Wednesday, September 24, 2008

Python: Surprising performance characteristics

There are some interesting performance properties of python. One of those, that often surprises newbies to python and veterans alike is the relatively (okay very) poor performance of numbers, versus the excellent performance of lists.

This was actually something jra101 and I stumbled across at work, when implementing an xml writer (as it turns out, python doesn't already have one, which is a bit surprising). In any event, we discovered this fact while attempting to optimize our writer. Initially, we had an API that looked something like this:


class XMLWriter(object):
def openTag(self, tagName, attributes=None):
self._tagStack.append(tagName)
# other stuff

def closeTag(self, tagName):
assert self._tagStack[-1] == tagName
del self._tagStack[-1]
# other stuff


Without profiling, jra and I both decided that we could optimize this at the expense of a little safety by replacing the safety code with something a little less safe. This also made it so we didn't have to make sure the code closing the tag knew who had opened it. That version looked something like this:


class XMLWriter(object):
def openTag(self, tagName, attributes=None):
self._openTagCount += 1
# other stuff

def closeTag(self, tagName):
assert self._openTagCount > 1
self._openTagCount -= 1
# other stuff


Shockingly, this version wasn't any faster than the inital version! After I thought about this for a bit, I decided that this was actually intuitive with a bit of python knowledge, although it was a little scary. In Python, everything is an object. Everything. Everything. Even numbers. Moreover, python integers have infinite precision.
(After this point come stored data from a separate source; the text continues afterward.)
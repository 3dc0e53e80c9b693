use super::{Mode, Ppu};
use crate::interrupts::{Interrupt, InterruptController};
use crate::{CYCLES_PER_FRAME, SCREEN_WIDTH};

const DOTS_PER_LINE: u32 = 456;
const OAM_SCAN_DOTS: u32 = 80;
const TRANSFER_DOTS: u32 = 172;
const LINES_PER_FRAME: u8 = 154;
const FIRST_VBLANK_LINE: u8 = 144;
/// Dot at which pixel 0 is produced; the fetcher needs 12 dots to warm up.
const FIRST_PIXEL_DOT: u32 = OAM_SCAN_DOTS + 12;

impl Ppu {
    /// Advance by `cycles` dots.
    pub(in super::super) fn tick(&mut self, cycles: u32, ints: &mut InterruptController) {
        if !self.lcd_enabled() {
            self.lcd_off_dots += cycles;
            if self.lcd_off_dots >= CYCLES_PER_FRAME {
                self.lcd_off_dots -= CYCLES_PER_FRAME;
                self.publish_blank();
            }
            return;
        }
        for _ in 0..cycles {
            self.step_dot(ints);
        }
    }

    fn step_dot(&mut self, ints: &mut InterruptController) {
        if self.mode == Mode::Transfer
            && (FIRST_PIXEL_DOT..FIRST_PIXEL_DOT + SCREEN_WIDTH as u32).contains(&self.dot)
        {
            self.render_pixel((self.dot - FIRST_PIXEL_DOT) as usize);
        }

        self.dot += 1;
        if self.dot == DOTS_PER_LINE {
            self.dot = 0;
            self.next_line(ints);
        } else if self.ly < FIRST_VBLANK_LINE {
            if self.dot == OAM_SCAN_DOTS {
                self.select_line_sprites();
                self.mode = Mode::Transfer;
            } else if self.dot == OAM_SCAN_DOTS + TRANSFER_DOTS {
                self.mode = Mode::HBlank;
            }
        }
        self.update_stat_line(ints);
    }

    fn next_line(&mut self, ints: &mut InterruptController) {
        if self.window_drawn {
            self.window_line = self.window_line.wrapping_add(1);
            self.window_drawn = false;
        }

        self.ly += 1;
        if self.ly == LINES_PER_FRAME {
            self.ly = 0;
            self.window_line = 0;
            self.window_y_hit = false;
        }

        if self.ly == FIRST_VBLANK_LINE {
            self.mode = Mode::VBlank;
            ints.request(Interrupt::VBlank);
            self.publish_frame();
            log::debug!("GB PPU: VBlank, frame {}", self.frames);
        } else if self.ly < FIRST_VBLANK_LINE {
            self.begin_visible_line();
        }
    }

    pub(super) fn begin_visible_line(&mut self) {
        self.mode = Mode::OamScan;
        if self.ly == self.wy {
            self.window_y_hit = true;
        }
    }

    /// Recompute the STAT interrupt line and request INT $48 on a rising edge.
    pub(super) fn update_stat_line(&mut self, ints: &mut InterruptController) {
        if !self.lcd_enabled() {
            self.stat_line = false;
            return;
        }
        let select = self.stat_select;
        let mut line = (select & 0x40 != 0 && self.ly == self.lyc)
            || (select & 0x20 != 0 && self.mode == Mode::OamScan)
            || (select & 0x10 != 0 && self.mode == Mode::VBlank)
            || (select & 0x08 != 0 && self.mode == Mode::HBlank);
        // DMG: the mode 2 select also fires on entry to line 144.
        if select & 0x20 != 0 && self.ly == FIRST_VBLANK_LINE && self.dot == 0 {
            line = true;
        }

        if line && !self.stat_line {
            ints.request(Interrupt::Stat);
        }
        self.stat_line = line;
    }

    /// LCDC.7 went 0 -> 1: restart from the top of the frame.
    pub(super) fn lcd_switched_on(&mut self, ints: &mut InterruptController) {
        self.ly = 0;
        self.dot = 0;
        self.window_line = 0;
        self.window_drawn = false;
        self.window_y_hit = false;
        self.stat_line = false;
        self.begin_visible_line();
        self.update_stat_line(ints);
    }

    /// LCDC.7 went 1 -> 0: LY holds at 0 in mode 0 and the dot clock stops.
    pub(super) fn lcd_switched_off(&mut self) {
        self.ly = 0;
        self.dot = 0;
        self.mode = Mode::HBlank;
        self.stat_line = false;
        self.lcd_off_dots = 0;
    }
}
use super::banked_ram_index;

/// 32 KiB cartridge without a bank controller, optionally with up to
/// 8 KiB of always-enabled RAM (types 0x08/0x09).
pub(super) struct RomOnlyCartridge {
    rom: Vec<u8>,
    ram: Vec<u8>,
}

impl RomOnlyCartridge {
    pub(super) fn new(rom: Vec<u8>, ram: Vec<u8>) -> Self {
        Self { rom, ram }
    }

    pub(super) fn rom_read(&self, addr: u16) -> u8 {
        self.rom.get(addr as usize).copied().unwrap_or(0xFF)
    }

    pub(super) fn ram_read(&self, addr: u16) -> u8 {
        banked_ram_index(&self.ram, 0, addr).map_or(0xFF, |i| self.ram[i])
    }

    pub(super) fn ram_write(&mut self, addr: u16, value: u8) {
        if let Some(i) = banked_ram_index(&self.ram, 0, addr) {
            self.ram[i] = value;
        }
    }
}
The code below works correctly (although slowly, as you might expect):

pow(pow(2,136), 2)


In order to support this, python cannot take optimizations for numbers that would happen in C or C++. Moreover, python can never--even in the case of simple integers--treat integers as integers. It has to evaluate the mathemetical operation, determine the result, determine whether the result fits in the old type, then possibly create a new value, and finally overwrite the old value with the new. That's a lot of work, compared to what happens in (for example) C. In C, an add operation corresponds to a single ASM instruction. Hard to compete with.

Meanwhile, list code is almost universally dispatched to a C library that is exceedingly fast and efficient. The morale of the story is one that Olivier has covered in "Mutable Conclusions" before: profile early, profile often.